Fishman: About ten years ago, we were introduced to each other by business development guy who knew one of us [Fishman] was a potential investor and the other [Dessain] had a biotech startup that needed money. While there was mutual interest in the venture, that transaction never happened, for a variety of reasons: the ask was too high [$100,000], one of us wanted to be involved in managing the company and the other just wanted a check, the technology didn’t have a therapeutic target yet – and not incidentally the stock market had experienced the worst crash since 1929 just the day before.
Why did you two decide to write Preserving the Promise?

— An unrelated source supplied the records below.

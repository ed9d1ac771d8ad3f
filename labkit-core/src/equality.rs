//! Structural equality over `Value`
//!
//! Two values are equal when they are the same primitive (NaN included) or
//! containers of the same kind whose entries are pairwise equal. Recursion
//! depth follows the nesting depth of the inputs; `Value` owns its children,
//! so cycles cannot be constructed.

use crate::number::same_value;
use crate::Value;

/// Compare two values structurally.
///
/// Key order in objects does not matter. A list never equals an object,
/// even one keyed by indices.
pub fn deep_equal(a: &Value, b: &Value) -> bool {
    if same_primitive(a, b) {
        return true;
    }
    if !a.is_structured() || !b.is_structured() {
        return false;
    }

    match (a, b) {
        (Value::List(xs), Value::List(ys)) => {
            xs.len() == ys.len() && xs.iter().zip(ys).all(|(x, y)| deep_equal(x, y))
        }
        (Value::Object(xs), Value::Object(ys)) => {
            xs.len() == ys.len()
                && xs.iter().all(|(key, x)| match ys.get(key) {
                    Some(y) => deep_equal(x, y),
                    None => false,
                })
        }
        _ => false,
    }
}

fn same_primitive(a: &Value, b: &Value) -> bool {
    match (a, b) {
        (Value::Undefined, Value::Undefined) | (Value::Null, Value::Null) => true,
        (Value::Bool(x), Value::Bool(y)) => x == y,
        (Value::Number(x), Value::Number(y)) => same_value(*x, *y),
        (Value::Text(x), Value::Text(y)) => x == y,
        (Value::Error(x), Value::Error(y)) => x.code == y.code && x.message == y.message,
        _ => false,
    }
}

Dessain: About three or four years after that first meeting we were in a panel discussion at the University City Science Center, about early stage biotech and biotech investing. The common thread among the panelists was the struggle of early-stage biopharma and medtech companies to make it through the “valley of death,” why it’s so hard for companies to survive long enough to make the science work, and how early- stage companies can encourage a more productive funding response from investors and Big Pharma. Over lunch, we started to discuss the problems I had as an entrepreneur and he had as an investor.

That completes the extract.